Tumblr is the Staples “Easy” button for the web publishing world. This is where we should start.
Don’t ever spend money until you’re making it.
The only thing I agree with in here is that you shouldn't spend money until you're making it. As much as I love Brandon, and I do, the rest of this is complete and utter crap.
Let's start at the top and work down, shall we?
WordPress Requires An FTP Program/Knowledge To Get Working/Extensive Knowledge To Make Effective
Shenanigans. Out of the box, WordPress works fantastically. "Effective"? I don't know what Brandon is looking for his site to do, but I hit the 'New Post' button, type in a post, and hit 'Publish.' Not exactly rocket science, nor is it much different from how Tumblr works. If you're going to host it yourself, you do need an FTP program to install it, unless you use one of the many hosts that have one-click installs ready for you, taking any of the real work out of your hands.
Something That Requires An Investment If You Want It Done Right
Again, shenanigans. Want it for free? Sign up for a WordPress.com account and use that. Design templates are pre-installed, so you don't have to do crap with FTP programs or anything else.
Something That Can Be Slow And Cumbersome
I tried to use Tumblr to set up another domain I own, and it took forever to load and switch pages. Tumblr can be just as slow as WordPress, without question.
Something That Causes Frustration When It Doesn't Display Content Properly
Wanna know why I'm not using Tumblr to run that other page? Because I got insanely frustrated when it wouldn't display my content correctly.
Something That Requires Additional Cost For The Best Themes
Speaking of the same second site I'm using (that'd be TheeDThomas.com, by the by), I just chose a site design from BlogOhBlog.com that was free. It's just as easy to find a good site design for free for WordPress as it is to find one for Tumblr, and I'd argue that the pool of "good design" for Tumblr is much smaller than WordPress.

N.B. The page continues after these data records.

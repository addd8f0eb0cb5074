//! Application configuration.
//!
//! Everything non-secret lives in a TOML file; credentials come from the
//! environment so the config file can be committed.

use crate::error::{AppError, AppResult};
use basis_engine::AlertThresholds;
use basis_feed::QuoteEndpoint;
use serde::Deserialize;
use std::path::Path;

/// Quote source endpoints plus the night-session retry policy.
#[derive(Debug, Clone, Deserialize)]
pub struct QuotesConfig {
    /// Spot (cash index) endpoint.
    pub spot: QuoteEndpoint,
    /// Futures endpoint.
    pub future: QuoteEndpoint,
    #[serde(default)]
    pub retry: RetryConfig,
}

/// Retry policy for the futures leg when the cash market is closed.
#[derive(Debug, Clone, Deserialize)]
pub struct RetryConfig {
    /// Additional fetch attempts. Default: 3.
    #[serde(default = "default_max_attempts")]
    pub max_attempts: u32,
    /// Pause between attempts, in seconds. Default: 10.
    #[serde(default = "default_delay_secs")]
    pub delay_secs: u64,
}

fn default_max_attempts() -> u32 {
    3
}

fn default_delay_secs() -> u64 {
    10
}

impl Default for RetryConfig {
    fn default() -> Self {
        Self {
            max_attempts: default_max_attempts(),
            delay_secs: default_delay_secs(),
        }
    }
}

/// Document store location for the persisted watcher state.
#[derive(Debug, Clone, Deserialize)]
pub struct StoreConfig {
    pub base_url: String,
    /// Document id within the store. Default: `taifex-basis`.
    #[serde(default = "default_doc_id")]
    pub doc_id: String,
}

fn default_doc_id() -> String {
    "taifex-basis".to_string()
}

/// Alert delivery targets.
#[derive(Debug, Clone, Deserialize)]
pub struct NotifyConfig {
    /// Telegram chat ids to deliver to.
    pub chat_ids: Vec<i64>,
    /// Override the Telegram API host (tests, proxies).
    #[serde(default)]
    pub api_base: Option<String>,
}

#[derive(Debug, Clone, Deserialize)]
pub struct AppConfig {
    pub quotes: QuotesConfig,
    #[serde(default)]
    pub engine: AlertThresholds,
    pub store: StoreConfig,
    pub notify: NotifyConfig,
    /// Comma-separated `YYYY-MM-DD` market holidays.
    #[serde(default)]
    pub special_dates: String,
}

impl AppConfig {
    /// Load configuration, preferring `BASIS_CONFIG` over the default path.
    pub fn load() -> AppResult<Self> {
        let config_path =
            std::env::var("BASIS_CONFIG").unwrap_or_else(|_| "config/default.toml".to_string());

        if Path::new(&config_path).exists() {
            Self::from_file(&config_path)
        } else {
            Err(AppError::Config(format!("Config file not found: {config_path}")))
        }
    }

    /// Load from a specific file.
    pub fn from_file(path: &str) -> AppResult<Self> {
        let content = std::fs::read_to_string(path)
            .map_err(|e| AppError::Config(format!("Failed to read config: {e}")))?;

        let config: Self = toml::from_str(&content)
            .map_err(|e| AppError::Config(format!("Failed to parse config: {e}")))?;
        config.validate()?;
        Ok(config)
    }

    fn validate(&self) -> AppResult<()> {
        for (name, endpoint) in [("quotes.spot", &self.quotes.spot), ("quotes.future", &self.quotes.future)] {
            if endpoint.url.is_empty() {
                return Err(AppError::Config(format!("{name}.url must be set")));
            }
            if !endpoint.locator.starts_with('/') {
                return Err(AppError::Config(format!(
                    "{name}.locator must be a JSON pointer starting with '/'"
                )));
            }
        }
        if self.store.base_url.is_empty() {
            return Err(AppError::Config("store.base_url must be set".to_string()));
        }
        if self.notify.chat_ids.is_empty() {
            return Err(AppError::Config("notify.chat_ids must not be empty".to_string()));
        }
        if self.quotes.retry.max_attempts == 0 {
            return Err(AppError::Config("quotes.retry.max_attempts must be at least 1".to_string()));
        }
        if self.engine.threshold <= 0.0 || self.engine.threshold_changed <= 0.0 {
            return Err(AppError::Config("engine thresholds must be positive".to_string()));
        }
        Ok(())
    }
}

/// Secrets pulled from the environment at startup.
#[derive(Debug, Clone)]
pub struct Credentials {
    pub telegram_token: String,
    pub store_token: Option<String>,
}

impl Credentials {
    /// `BASIS_TELEGRAM_TOKEN` is required; `BASIS_STORE_TOKEN` is optional
    /// for stores without auth.
    pub fn from_env() -> AppResult<Self> {
        let telegram_token = std::env::var("BASIS_TELEGRAM_TOKEN")
            .map_err(|_| AppError::Config("BASIS_TELEGRAM_TOKEN not set".to_string()))?;
        if telegram_token.is_empty() {
            return Err(AppError::Config("BASIS_TELEGRAM_TOKEN is empty".to_string()));
        }
        Ok(Self {
            telegram_token,
            store_token: std::env::var("BASIS_STORE_TOKEN").ok(),
        })
    }
}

If You're Too Busy, Don't Have A Budget, Or Don't Speak In Computer Code, Tumblr Is For You... It's The Easy Button
Really? 'Cause I'm busy, I'm poor, and do speak in code, and I found Tumblr to be annoying to set up, ugly, and an all-around bad experience.

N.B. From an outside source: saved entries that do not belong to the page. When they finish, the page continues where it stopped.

impl SessionAlert for NightAlert {
    fn build(
        &self,
        state: &WatchState,
        _spot: f64,
        future: f64,
        limits: &AlertThresholds,
    ) -> AlertDecision {
        if let Some(message) = Self::breakout(state, future) {
            return AlertDecision::send(message);
        }

        let divergence = state.last_spot - future;
        let delta = divergence - state.last_divergence;

        if divergence.abs() > limits.threshold {
            if delta.abs() < limits.threshold_changed {
                info!(
                    divergence,
                    last_divergence = state.last_divergence,
                    "Night breach unchanged, suppressing repeat notice"
                );
                return AlertDecision::silent();
            }

            let (side, widened) = if divergence > 0.0 {
                ("night futures below morning close, decline", delta > 0.0)
            } else {
                ("night futures above morning close, rally", delta < 0.0)
            };
            let verb = if widened { "widened" } else { "narrowed" };
            return AlertDecision::send(format!(
                "[Night watch] {side} {verb} by {:.2} (prev: {:.2}, now: {divergence:.2})\n{}",
                delta.abs(),
                state.last_divergence,
                Self::tail(state.last_spot, future)
            ));
        }

        if delta.abs() >= limits.threshold_changed {
            let body = Self::shift_body(divergence, state.last_divergence, delta);
            return AlertDecision::send(format!(
                "[Night watch] {body} (prev: {:.2}, now: {divergence:.2})\n{}",
                state.last_divergence,
                Self::tail(state.last_spot, future)
            ));
        }

        debug!(future, divergence, delta, "Night sample within limits");
        AlertDecision::silent()
    }

    fn summary(&self, label: &str, spot: f64, future: f64) -> String {
        format!("[{label}]\n{}", Self::tail(spot, future))
    }
}

#[cfg(test)]
mod tests {
    use super::*;

    fn limits(threshold: f64, threshold_changed: f64) -> AlertThresholds {
        AlertThresholds {
            threshold,
            threshold_changed,
        }
    }

    fn wide_state(last_spot: f64, last_divergence: f64) -> WatchState {
        let mut state = WatchState::default();
        state.last_spot = last_spot;
        state.last_divergence = last_divergence;
        state.spot_high = 30000.0;
        state.spot_low = 10000.0;
        state.future_high = 30000.0;
        state.future_low = 10000.0;
        state
    }

    #[test]
    fn test_closed_session_has_no_builder() {
        assert!(session_alert(Session::Closed).is_none());
        assert!(session_alert(Session::Morning).is_some());
        assert!(session_alert(Session::Night).is_some());
    }

    #[test]
    fn test_morning_quiet_sample_is_silent() {
        let state = wide_state(20000.0, 5.0);
        let decision = MorningAlert.build(&state, 20002.0, 19998.0, &limits(50.0, 10.0));
        assert!(!decision.notify);
        assert!(decision.message.is_none());
    }

    #[test]
    fn test_morning_breakout_beats_threshold_breach() {
        let mut state = wide_state(20400.0, 0.0);
        state.spot_high = 20100.0;
        // Divergence of -500 would be a premium breach on its own.
        let decision = MorningAlert.build(&state, 20500.0, 21000.0, &limits(50.0, 10.0));
        assert!(decision.notify);
        let message = decision.message.unwrap();
        assert!(message.contains("spot new daily high (prev high: 20100.00)"));
        assert!(message.contains("trend: up"));
        assert!(message.contains("divergence: -500.00"));
    }

    #[test]
    fn test_morning_futures_low_breakout() {
        let mut state = wide_state(20000.0, 0.0);
        state.future_low = 19900.0;
        let decision = MorningAlert.build(&state, 20000.0, 19850.0, &limits(500.0, 500.0));
        assert!(decision.notify);
        let message = decision.message.unwrap();
        assert!(message.contains("futures new daily low (prev low: 19900.00)"));
        assert!(message.contains("trend: down"));
    }

    #[test]
    fn test_morning_trend_move() {
        let state = wide_state(20000.0, 5.0);
        let decision = MorningAlert.build(&state, 20020.0, 20010.0, &limits(50.0, 10.0));
        assert!(decision.notify);
        let message = decision.message.unwrap();
        assert!(message.contains("spot advanced 20.00 (prev: 20000.00)"));

        let decision = MorningAlert.build(&state, 19975.0, 19970.0, &limits(50.0, 10.0));
        assert!(decision.message.unwrap().contains("spot declined 25.00"));
    }

    #[test]
    fn test_morning_breach_suppressed_when_barely_moved() {
        // Breach already notified at 62; now 60, a move of only 2.
        let state = wide_state(20000.0, 62.0);
        let decision = MorningAlert.build(&state, 20000.0, 19940.0, &limits(50.0, 10.0));
        assert!(!decision.notify);
        assert!(decision.message.is_none());
    }

    #[test]
    fn test_morning_breach_narrowed_release() {
        let state = wide_state(20000.0, 80.0);
        let decision = MorningAlert.build(&state, 20000.0, 19940.0, &limits(50.0, 10.0));
        assert!(decision.notify);
        let message = decision.message.unwrap();
        assert!(message.contains("backwardation narrowed by 20.00 (prev: 80.00, now: 60.00)"));
    }

    #[test]
    fn test_morning_backwardation_widened() {
        let state = wide_state(20000.0, 45.0);
        let decision = MorningAlert.build(&state, 20000.0, 19940.0, &limits(50.0, 10.0));
        assert!(decision
            .message
            .unwrap()
            .contains("backwardation widened by 15.00"));
    }

    #[test]
    fn test_morning_premium_side_is_symmetric() {
        // Premium widens as the divergence moves further negative.
        let state = wide_state(19940.0, -45.0);
        let decision = MorningAlert.build(&state, 19940.0, 20000.0, &limits(50.0, 10.0));
        assert!(decision.message.unwrap().contains("premium widened by 15.00"));

        let state = wide_state(19940.0, -80.0);
        let decision = MorningAlert.build(&state, 19940.0, 20000.0, &limits(50.0, 10.0));
        assert!(decision.message.unwrap().contains("premium narrowed by 20.00"));

        let state = wide_state(19940.0, -62.0);
        let decision = MorningAlert.build(&state, 19940.0, 20000.0, &limits(50.0, 10.0));
        assert!(!decision.notify, "2-point move is below the re-notify gate");
    }

    #[test]
    fn test_night_futures_breakout() {
        let mut state = wide_state(20000.0, 0.0);
        state.future_low = 19900.0;
        let decision = NightAlert.build(&state, 20000.0, 19000.0, &limits(5000.0, 5000.0));
        assert!(decision.notify);
        let message = decision.message.unwrap();
        assert!(message.contains("futures new daily low (prev low: 19900.00)"));
        assert!(message.contains("morning close: 20000.00"));
    }

    #[test]
    fn test_night_breach_decline_widened() {
        let state = wide_state(20000.0, 0.0);
        let decision = NightAlert.build(&state, 0.0, 19940.0, &limits(50.0, 10.0));
        assert!(decision.notify);
        let message = decision.message.unwrap();
        assert!(message.contains("night futures below morning close, decline widened by 60.00"));
        assert!(message.contains("night futures: 19940.00"));
    }

    #[test]
    fn test_night_breach_suppressed() {
        let state = wide_state(20000.0, 62.0);
        let decision = NightAlert.build(&state, 0.0, 19940.0, &limits(50.0, 10.0));
        assert!(!decision.notify);
        assert!(decision.message.is_none());
    }

    #[test]
    fn test_night_decline_narrowed_inside_threshold() {
        // Morning closed 104.04 apart; night futures recovered to 47.04,
        // still inside the 100-point breach threshold.
        let state = wide_state(27793.04, 104.04);
        let decision = NightAlert.build(&state, 0.0, 27746.0, &limits(100.0, 50.0));
        assert!(decision.notify);
        let message = decision.message.unwrap();
        assert!(message.contains("night decline narrowed by 57.00 (prev: 104.04, now: 47.04)"));
    }

    #[test]
    fn test_night_move_reversed_upward() {
        // Futures crossed from below the morning close to above it.
        let state = wide_state(27793.04, 49.04);
        let decision = NightAlert.build(&state, 0.0, 27820.0, &limits(100.0, 50.0));
        assert!(decision.notify);
        let message = decision.message.unwrap();
        assert!(message.contains("night move reversed upward by 76.00"));
        assert!(message.contains("now: -26.96"));
    }

    #[test]
    fn test_night_move_reversed_downward() {
        let state = wide_state(20010.0, -20.0);
        let decision = NightAlert.build(&state, 0.0, 20005.0, &limits(50.0, 10.0));
        assert!(decision.notify);
        assert!(decision
            .message
            .unwrap()
            .contains("night move reversed downward by 25.00"));
    }

    #[test]
    fn test_night_rally_widened() {
        let state = wide_state(20000.0, -10.0);
        let decision = NightAlert.build(&state, 0.0, 20040.0, &limits(50.0, 10.0));
        assert!(decision.message.unwrap().contains("night rally widened by 30.00"));
    }

    #[test]
    fn test_night_small_shift_is_silent() {
        let state = wide_state(20000.0, 5.0);
        let decision = NightAlert.build(&state, 0.0, 19998.0, &limits(50.0, 10.0));
        assert!(!decision.notify);
    }

    #[test]
    fn test_summaries_carry_both_quotes() {
        let morning = MorningAlert.summary("Cash market opens (09:00)", 20000.0, 19980.0);
        assert!(morning.starts_with("[Cash market opens (09:00)]"));
        assert!(morning.contains("divergence: 20.00"));

        let night = NightAlert.summary("Futures night session opens (15:00)", 20000.0, 20030.0);
        assert!(night.contains("futures vs morning close: -30.00"));
    }
}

I think the best bet to settle this would be Brandon and I having a fistfight, but that's not likely to happen... Mainly 'cause we're on different ends of the state. Then again, you never know what we'll throw together, because we're both (a) crazy and (b) almost entirely lacking in personal lives. Of course, it'd be easier for us (and you!) to comment and let the internet know what you think.
What're you waiting for? Get to it, my friends. Internet argument, away!